- _WHAT TO WORK ON_
The full set of entries must be copied exactly.

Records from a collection
********
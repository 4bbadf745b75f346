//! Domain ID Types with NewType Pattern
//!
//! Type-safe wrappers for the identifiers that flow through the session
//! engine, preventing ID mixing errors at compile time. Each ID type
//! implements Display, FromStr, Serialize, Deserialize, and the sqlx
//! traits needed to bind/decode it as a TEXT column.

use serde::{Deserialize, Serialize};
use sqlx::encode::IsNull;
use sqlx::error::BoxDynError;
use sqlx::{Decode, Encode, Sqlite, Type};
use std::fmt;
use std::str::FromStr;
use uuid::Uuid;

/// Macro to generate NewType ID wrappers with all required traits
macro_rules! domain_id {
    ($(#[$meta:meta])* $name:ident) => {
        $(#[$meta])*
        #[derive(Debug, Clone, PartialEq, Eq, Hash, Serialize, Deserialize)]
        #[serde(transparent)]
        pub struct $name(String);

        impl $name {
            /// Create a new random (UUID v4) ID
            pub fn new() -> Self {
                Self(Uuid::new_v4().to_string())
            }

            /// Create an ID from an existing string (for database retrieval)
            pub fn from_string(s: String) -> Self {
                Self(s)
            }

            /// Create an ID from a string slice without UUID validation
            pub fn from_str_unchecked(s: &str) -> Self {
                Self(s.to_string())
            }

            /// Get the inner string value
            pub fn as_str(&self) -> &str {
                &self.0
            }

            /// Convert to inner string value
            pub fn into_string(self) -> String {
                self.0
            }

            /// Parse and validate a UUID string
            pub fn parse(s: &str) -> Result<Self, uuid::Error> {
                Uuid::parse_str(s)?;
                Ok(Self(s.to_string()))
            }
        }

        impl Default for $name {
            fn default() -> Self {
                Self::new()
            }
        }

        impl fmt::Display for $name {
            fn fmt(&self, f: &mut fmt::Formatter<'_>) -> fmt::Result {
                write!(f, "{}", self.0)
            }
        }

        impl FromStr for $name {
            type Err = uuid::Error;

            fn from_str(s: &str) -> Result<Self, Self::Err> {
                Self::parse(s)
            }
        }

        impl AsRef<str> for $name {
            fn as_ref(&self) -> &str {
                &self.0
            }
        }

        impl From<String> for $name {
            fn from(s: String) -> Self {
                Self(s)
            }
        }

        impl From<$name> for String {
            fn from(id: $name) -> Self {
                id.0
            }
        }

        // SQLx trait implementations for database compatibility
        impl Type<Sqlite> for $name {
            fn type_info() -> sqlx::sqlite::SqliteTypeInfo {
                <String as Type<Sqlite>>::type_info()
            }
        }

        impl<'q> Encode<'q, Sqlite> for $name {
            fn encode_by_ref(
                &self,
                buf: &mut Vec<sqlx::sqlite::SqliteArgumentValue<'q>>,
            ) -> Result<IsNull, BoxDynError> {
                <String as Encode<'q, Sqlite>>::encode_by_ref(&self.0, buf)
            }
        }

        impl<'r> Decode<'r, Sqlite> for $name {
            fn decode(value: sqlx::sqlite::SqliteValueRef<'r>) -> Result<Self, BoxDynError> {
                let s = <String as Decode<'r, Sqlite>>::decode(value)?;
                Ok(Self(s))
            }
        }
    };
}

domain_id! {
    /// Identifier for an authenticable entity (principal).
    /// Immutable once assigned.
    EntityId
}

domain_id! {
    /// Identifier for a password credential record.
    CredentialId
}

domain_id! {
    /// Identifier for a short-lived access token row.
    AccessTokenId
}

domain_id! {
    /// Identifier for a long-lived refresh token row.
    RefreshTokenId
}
********
- _REPLY_
repository 4bbadf745b75f346
//! Domain ID Types with NewType Pattern
//!
//! Type-safe wrappers for the identifiers that flow through the session
//! engine, preventing ID mixing errors at compile time. Each ID type
//! implements Display, FromStr, Serialize, Deserialize, and the sqlx
//! traits needed to bind/decode it as a TEXT column.

use serde::{Deserialize, Serialize};
use sqlx::encode::IsNull;
use sqlx::error::BoxDynError;
use sqlx::{Decode, Encode, Sqlite, Type};
use std::fmt;
use std::str::FromStr;
use uuid::Uuid;

/// Macro to generate NewType ID wrappers with all required traits
macro_rules! domain_id {
    ($(#[$meta:meta])* $name:ident) => {
        $(#[$meta])*
        #[derive(Debug, Clone, PartialEq, Eq, Hash, Serialize, Deserialize)]
        #[serde(transparent)]
        pub struct $name(String);

        impl $name {
            /// Create a new random (UUID v4) ID
            pub fn new() -> Self {
                Self(Uuid::new_v4().to_string())
            }

            /// Create an ID from an existing string (for database retrieval)
            pub fn from_string(s: String) -> Self {
                Self(s)
            }

            /// Create an ID from a string slice without UUID validation
            pub fn from_str_unchecked(s: &str) -> Self {
                Self(s.to_string())
            }

            /// Get the inner string value
            pub fn as_str(&self) -> &str {
                &self.0
            }

            /// Convert to inner string value
            pub fn into_string(self) -> String {
                self.0
            }

            /// Parse and validate a UUID string
            pub fn parse(s: &str) -> Result<Self, uuid::Error> {
                Uuid::parse_str(s)?;
                Ok(Self(s.to_string()))
            }
        }

        impl Default for $name {
            fn default() -> Self {
                Self::new()
            }
        }

        impl fmt::Display for $name {
            fn fmt(&self, f: &mut fmt::Formatter<'_>) -> fmt::Result {
                write!(f, "{}", self.0)
            }
        }

        impl FromStr for $name {
            type Err = uuid::Error;

            fn from_str(s: &str) -> Result<Self, Self::Err> {
                Self::parse(s)
            }
        }

        impl AsRef<str> for $name {
            fn as_ref(&self) -> &str {
                &self.0
            }
        }

        impl From<String> for $name {
            fn from(s: String) -> Self {
                Self(s)
            }
        }

        impl From<$name> for String {
            fn from(id: $name) -> Self {
                id.0
            }
        }

        // SQLx trait implementations for database compatibility
        impl Type<Sqlite> for $name {
            fn type_info() -> sqlx::sqlite::SqliteTypeInfo {
                <String as Type<Sqlite>>::type_info()
            }
        }

        impl<'q> Encode<'q, Sqlite> for $name {
            fn encode_by_ref(
                &self,
                buf: &mut Vec<sqlx::sqlite::SqliteArgumentValue<'q>>,
            ) -> Result<IsNull, BoxDynError> {
                <String as Encode<'q, Sqlite>>::encode_by_ref(&self.0, buf)
            }
        }

        impl<'r> Decode<'r, Sqlite> for $name {
            fn decode(value: sqlx::sqlite::SqliteValueRef<'r>) -> Result<Self, BoxDynError> {
                let s = <String as Decode<'r, Sqlite>>::decode(value)?;
                Ok(Self(s))
            }
        }
    };
}

domain_id! {
    /// Identifier for an authenticable entity (principal).
    /// Immutable once assigned.
    EntityId
}

domain_id! {
    /// Identifier for a password credential record.
    CredentialId
}

domain_id! {
    /// Identifier for a short-lived access token row.
    AccessTokenId
}

domain_id! {
    /// Identifier for a long-lived refresh token row.
    RefreshTokenId
}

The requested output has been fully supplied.